If upgrade is trying to upgrade to InnoDB then this must be from an old openemr version.

It is, this is a site that squatted on V4.2.0 for a very long time and has now finally realized that they can’t put off upgrading any longer. It just keeps throwing these at me:


SQL Statement failed on preparation: ALTER TABLE `issue_encounter` ENGINE=?'

Query Error

ERROR: query failed: ALTER TABLE `issue_encounter` ENGINE=?
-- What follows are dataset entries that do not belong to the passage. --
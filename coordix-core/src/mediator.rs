//! Mediator: routes requests and notifications to their handlers

use crate::error::{HandlerFailure, MediatorError, PublishError};
use crate::handler::{NotificationHandler, RequestHandler, VoidRequestHandler};
use crate::message::{Notification, Request, VoidRequest, short_type_name};
use crate::provider::{HandlerProvider, ServiceProvider};
use futures::FutureExt;
use futures::future::join_all;
use serde::{Deserialize, Serialize};
use std::panic::AssertUnwindSafe;
use std::sync::Arc;
use tokio_util::sync::CancellationToken;
use tracing::{debug, error, warn};

/// Mediator configuration
#[derive(Debug, Clone, PartialEq, Eq, Serialize, Deserialize)]
#[serde(default)]
pub struct MediatorOptions {
    /// Log dispatches and handler failures
    pub enable_logging: bool,
}

impl Default for MediatorOptions {
    fn default() -> Self {
        Self {
            enable_logging: true,
        }
    }
}

/// The mediator
///
/// Holds nothing but the provider and its options, so a single instance can
/// be cloned freely and shared by every caller in the process. Handlers are
/// resolved from the provider on every dispatch.
///
/// # Examples
///
/// ```rust,ignore
/// let mediator = provider.mediator();
/// let token = CancellationToken::new();
///
/// let pong = mediator.send(Ping { message: "Hello".into() }, &token).await?;
/// mediator.publish(&Touched, &token).await?;
/// ```
#[derive(Clone)]
pub struct Mediator<P: HandlerProvider = ServiceProvider> {
    provider: P,
    options: Arc<MediatorOptions>,
}

impl<P: HandlerProvider> Mediator<P> {
    /// Create a mediator over a handler provider
    pub fn new(provider: P) -> Self {
        Self::with_options(provider, MediatorOptions::default())
    }

    /// Create a mediator with custom options
    pub fn with_options(provider: P, options: MediatorOptions) -> Self {
        Self {
            provider,
            options: Arc::new(options),
        }
    }

    /// The provider handlers are resolved from
    pub fn provider(&self) -> &P {
        &self.provider
    }

    pub fn options(&self) -> &MediatorOptions {
        &self.options
    }

    /// Send a request to its single handler and return the response
    ///
    /// The handler's response is returned unchanged. Its error, if any, is
    /// returned as [`MediatorError::Handler`] without modification.
    pub async fn send<R: Request>(
        &self,
        request: R,
        cancellation: &CancellationToken,
    ) -> Result<R::Response, MediatorError> {
        let message_type = short_type_name::<R>();
        let handler = self
            .provider
            .get_one::<dyn RequestHandler<R>>()
            .ok_or_else(|| self.not_found(message_type))?;

        if self.options.enable_logging {
            debug!(message_type, "Sending request");
        }

        handler
            .handle(request, cancellation)
            .await
            .map_err(|e| self.handler_failed(message_type, e))
    }

    /// Send a request without a response to its single handler
    pub async fn send_void<R: VoidRequest>(
        &self,
        request: R,
        cancellation: &CancellationToken,
    ) -> Result<(), MediatorError> {
        let message_type = short_type_name::<R>();
        let handler = self
            .provider
            .get_one::<dyn VoidRequestHandler<R>>()
            .ok_or_else(|| self.not_found(message_type))?;

        if self.options.enable_logging {
            debug!(message_type, "Sending void request");
        }

        handler
            .handle(request, cancellation)
            .await
            .map_err(|e| self.handler_failed(message_type, e))
    }

    /// Publish a notification to every registered handler
    ///
    /// Handlers run concurrently on the caller's task and all of them run to
    /// completion, even when a sibling fails. With no handlers this is a no-op.
    /// Failures are reported together, ordered by registration.
    ///
    /// A panicking handler does not cut its siblings short: the panic is
    /// resumed once every handler has finished.
    pub async fn publish<N: Notification>(
        &self,
        notification: &N,
        cancellation: &CancellationToken,
    ) -> Result<(), MediatorError> {
        let message_type = short_type_name::<N>();
        let handlers = self.provider.get_all::<dyn NotificationHandler<N>>();

        if handlers.is_empty() {
            if self.options.enable_logging {
                debug!(message_type, "No handlers registered for notification");
            }
            return Ok(());
        }

        if self.options.enable_logging {
            debug!(
                message_type,
                handler_count = handlers.len(),
                "Publishing notification"
            );
        }

        let invocations = handlers
            .iter()
            .map(|handler| AssertUnwindSafe(handler.handle(notification, cancellation)).catch_unwind());
        let outcomes = join_all(invocations).await;

        let mut failures = Vec::new();
        let mut panic = None;
        for (position, outcome) in outcomes.into_iter().enumerate() {
            match outcome {
                Ok(Ok(())) => {}
                Ok(Err(error)) => {
                    if self.options.enable_logging {
                        error!(message_type, position, error = %error, "Notification handler failed");
                    }
                    failures.push(HandlerFailure { position, error });
                }
                Err(payload) => {
                    panic.get_or_insert(payload);
                }
            }
        }

        if let Some(payload) = panic {
            std::panic::resume_unwind(payload);
        }

        if failures.is_empty() {
            return Ok(());
        }

        Err(PublishError::new(message_type, handlers.len(), failures).into())
    }

    fn not_found(&self, message_type: &'static str) -> MediatorError {
        if self.options.enable_logging {
            warn!(message_type, "No handler registered for request");
        }
        MediatorError::HandlerNotFound { message_type }
    }

    fn handler_failed(&self, message_type: &'static str, error: crate::HandlerError) -> MediatorError {
        if self.options.enable_logging {
            error!(message_type, error = %error, "Request handler failed");
        }
        MediatorError::Handler(error)
    }
}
Error: You have an error in your SQL syntax; check the manual that corresponds to your MariaDB server version for the right syntax to use near '?' at line 1

If I manually fix the storage engine for that table, then it’ll do the same thing again for the next table in the list, and so on. What doesn’t make any sense, is that the same command issued to the MariaDB server via CLI works just fine. I think it actually is sending the “?” instead of “InnoDB” in the command string for some reason. Going to try hard-coding it next and see if that changes anything.
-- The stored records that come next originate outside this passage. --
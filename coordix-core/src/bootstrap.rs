// Startup wiring: discovery plus mediator registration in one call

use crate::config::CoordixConfig;
use crate::error::ConfigurationError;
use crate::mediator::{Mediator, MediatorOptions};
use crate::provider::{ServiceCollection, ServiceProvider};
use crate::registry::{DiscoveryReport, HandlerRegistry, HandlerSource};
use std::sync::Arc;
use tracing::info;

impl ServiceCollection {
    /// Discover handlers from `sources` and make the mediator available
    ///
    /// Equivalent to [`HandlerRegistry::discover`]; the mediator itself is
    /// always resolvable from the built provider.
    pub fn add_mediator(
        &mut self,
        sources: &[HandlerSource],
    ) -> Result<DiscoveryReport, ConfigurationError> {
        HandlerRegistry::discover(self, sources)
    }

    /// Alias for [`add_mediator`](Self::add_mediator)
    pub fn add_coordix(
        &mut self,
        sources: &[HandlerSource],
    ) -> Result<DiscoveryReport, ConfigurationError> {
        self.add_mediator(sources)
    }

    /// Register the options used by [`ServiceProvider::mediator`]
    pub fn configure_mediator(&mut self, options: MediatorOptions) -> &mut Self {
        self.add_singleton(Arc::new(options))
    }
}

/// A built provider and the mediator dispatching through it
pub struct Coordix {
    provider: ServiceProvider,
    mediator: Mediator,
    report: DiscoveryReport,
}

impl Coordix {
    /// Bootstrap from configuration
    pub fn from_config(config: &CoordixConfig) -> Result<Self, ConfigurationError> {
        Self::from_config_with(config, |_| Ok(()))
    }

    /// Bootstrap from configuration, registering extra services first
    ///
    /// `configure` runs before discovery, so its bindings count toward the
    /// ambiguity check.
    pub fn from_config_with<F>(config: &CoordixConfig, configure: F) -> Result<Self, ConfigurationError>
    where
        F: FnOnce(&mut ServiceCollection) -> Result<(), ConfigurationError>,
    {
        let mut services = ServiceCollection::with_policy(config.registry.ambiguity);
        configure(&mut services)?;
        services.configure_mediator(config.mediator.clone());

        let report = services.add_mediator(&config.discovery.sources())?;
        let provider = services.build();
        let mediator = provider.mediator();

        info!(
            handler_count = report.handler_count(),
            ambiguity = ?config.registry.ambiguity,
            "Mediator ready"
        );

        Ok(Self {
            provider,
            mediator,
            report,
        })
    }

    pub fn mediator(&self) -> &Mediator {
        &self.mediator
    }

    pub fn provider(&self) -> &ServiceProvider {
        &self.provider
    }

    /// What discovery registered during bootstrap
    pub fn report(&self) -> &DiscoveryReport {
        &self.report
    }
}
Do the upgrade in stages until past v5.0.0 then you can upgrade to latest. This means you may have to follow upgrades by installing the files for the upgrade. It’s been awhile for me but while tedious it is the safest and surest way forward.
The forum has some posts dealing with this type of upgrade that may require some diligent searching.
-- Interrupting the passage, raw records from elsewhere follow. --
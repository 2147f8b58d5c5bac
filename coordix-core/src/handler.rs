//! Handler capability contracts

use crate::message::{Notification, Request, VoidRequest};
use crate::provider::ServiceProvider;
use async_trait::async_trait;
use tokio_util::sync::CancellationToken;

/// Error produced by a handler.
///
/// The mediator never inspects or wraps it beyond carrying it back to the
/// caller, so any error type can be returned with `?` or `.into()`.
pub type HandlerError = Box<dyn std::error::Error + Send + Sync + 'static>;

/// Request handler trait
#[async_trait]
pub trait RequestHandler<R: Request>: Send + Sync {
    /// Handle the request and produce its response
    async fn handle(
        &self,
        request: R,
        cancellation: &CancellationToken,
    ) -> Result<R::Response, HandlerError>;
}

/// Handler for requests without a response
#[async_trait]
pub trait VoidRequestHandler<R: VoidRequest>: Send + Sync {
    /// Handle the request
    async fn handle(&self, request: R, cancellation: &CancellationToken)
    -> Result<(), HandlerError>;
}

/// Notification handler trait
///
/// Several handlers for the same notification run concurrently and share
/// the notification by reference.
#[async_trait]
pub trait NotificationHandler<N: Notification>: Send + Sync {
    /// Handle the notification
    async fn handle(
        &self,
        notification: &N,
        cancellation: &CancellationToken,
    ) -> Result<(), HandlerError>;
}

/// Construct a value from the service provider.
///
/// Transient handler bindings call this once per dispatch, so a handler
/// can pull its collaborators (including the [`Mediator`](crate::Mediator)
/// itself) out of the provider.
///
/// ```rust,ignore
/// struct WeatherHandler {
///     mediator: Mediator,
/// }
///
/// impl FromProvider for WeatherHandler {
///     fn from_provider(provider: &ServiceProvider) -> Self {
///         Self { mediator: provider.mediator() }
///     }
/// }
/// ```
pub trait FromProvider: Sized {
    fn from_provider(provider: &ServiceProvider) -> Self;
}
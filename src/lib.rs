// Coordix - an in-process mediator for Rust
//
// Requests are routed to exactly one handler, notifications to every
// registered handler. Handlers self-register and are bound at startup by
// discovery.

// Re-export core functionality
pub use coordix_core::*;

pub use async_trait::async_trait;

// Re-export optional crates
#[cfg(feature = "testing")]
pub use coordix_testing;

// Prelude for common imports
pub mod prelude {
    pub use crate::{
        AmbiguityPolicy,
        CancellationToken,
        ConfigurationError,
        Coordix,
        CoordixConfig,
        FromProvider,
        HandlerError,
        HandlerSource,
        Mediator,
        MediatorError,
        MediatorOptions,
        Notification,
        NotificationHandler,
        Request,
        RequestHandler,
        ServiceCollection,
        ServiceProvider,
        VoidRequest,
        VoidRequestHandler,
        async_trait,
        register_notification_handler,
        register_request_handler,
        register_void_handler,
    };
}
Oh yeah, I’m painfully aware of multi-stage upgrades, several of those posts are mine! (Ouch)
But actually, that did the trick, fortunately this is a comparatively small system with <10000 patients and relatively minimal database table sizes. So, anybody else who might find themselves in this position when a legacy install has to be dragged kicking and screaming up through multiple versions, you may want to do the following-

on line 1153, of …/src/Services/Utils/SQLUpgradeService.php

change this:

$r = sqlStatement(‘ALTER TABLE ' . $table . ' ENGINE=?’, $engine);

to this:

$r = sqlStatement(‘ALTER TABLE ' . $table . ' ENGINE=InnoDB’);

Voila! Problem solved. All the storage engine alter statements execute and in this case the installation actually made it all the way from V4.2.0 to V7.0.2 in one continuous set of operations.

Thanks again for the help Jerry P !!!

2 Likes

looks like you found a bug since sqlStatement() expects an array that holds the binds

$r = sqlStatement(‘ALTER TABLE ' . $table . ' ENGINE=?’, [$engine]);

Ouch on that bug. Guessing there was a time in past where adodb allowed a non-array for a single bind to explain why this did not fail in remote past when did all this work to convert to InnoDB.